Stored items:

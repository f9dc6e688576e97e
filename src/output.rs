use std::io::{self, Write};

use serde::Serialize;

use crate::app::{ChapterOutcome, DownloadReport, ListResult, ProgressEvent, ProgressSink};

#[derive(Debug, Clone, Copy, PartialEq, Eq)]
pub enum OutputMode {
    Text,
    Json,
}

pub struct JsonOutput;

impl JsonOutput {
    pub fn print_report(report: &DownloadReport) -> io::Result<()> {
        Self::print_json(report)
    }

    pub fn print_list(result: &ListResult) -> io::Result<()> {
        Self::print_json(result)
    }

    fn print_json<T: Serialize>(value: &T) -> io::Result<()> {
        let json = serde_json::to_string_pretty(value).map_err(io::Error::other)?;
        let mut stdout = io::stdout();
        stdout.write_all(json.as_bytes())?;
        stdout.write_all(b"\n")?;
        Ok(())
    }
}

impl ProgressSink for JsonOutput {
    fn event(&self, _event: ProgressEvent) {}
}

pub struct TextOutput;

impl TextOutput {
    pub fn print_report(report: &DownloadReport) -> io::Result<()> {
        let mut stdout = io::stdout();
        write_report(&mut stdout, report)
    }

    pub fn print_list(result: &ListResult) -> io::Result<()> {
        let mut stdout = io::stdout();
        if result.manga.is_empty() {
            writeln!(stdout, "no manga recorded yet")?;
        }
        for record in &result.manga {
            writeln!(stdout, "{}  {}", record.title, record.directory)?;
        }
        Ok(())
    }
}

impl ProgressSink for TextOutput {
    fn event(&self, event: ProgressEvent) {
        eprintln!("{}", event.message);
    }
}

pub fn write_report<W: Write>(out: &mut W, report: &DownloadReport) -> io::Result<()> {
    writeln!(
        out,
        "downloaded {} chapter(s), skipped {}, errors {}",
        report.downloaded_count(),
        report.skipped_count(),
        report.failures().len()
    )?;
    for manga in &report.manga {
        writeln!(out, "{}", manga.title)?;
        for chapter in &manga.chapters {
            match &chapter.outcome {
                ChapterOutcome::Downloaded { pages, .. } => {
                    writeln!(out, "  {} downloaded ({pages} pages)", chapter.number)?
                }
                ChapterOutcome::Failed { reason } => {
                    writeln!(out, "  {} failed: {reason}", chapter.number)?
                }
                other => writeln!(out, "  {} {}", chapter.number, other.label())?,
            }
        }
        for error in &manga.errors {
            writeln!(out, "  error: {error}")?;
        }
    }
    Ok(())
}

* **What to do**: Each line of the data that holds the word "number" should be copied.

* **Task solution**:
                    writeln!(out, "  {} downloaded ({pages} pages)", chapter.number)?
                    writeln!(out, "  {} failed: {reason}", chapter.number)?
                other => writeln!(out, "  {} {}", chapter.number, other.label())?,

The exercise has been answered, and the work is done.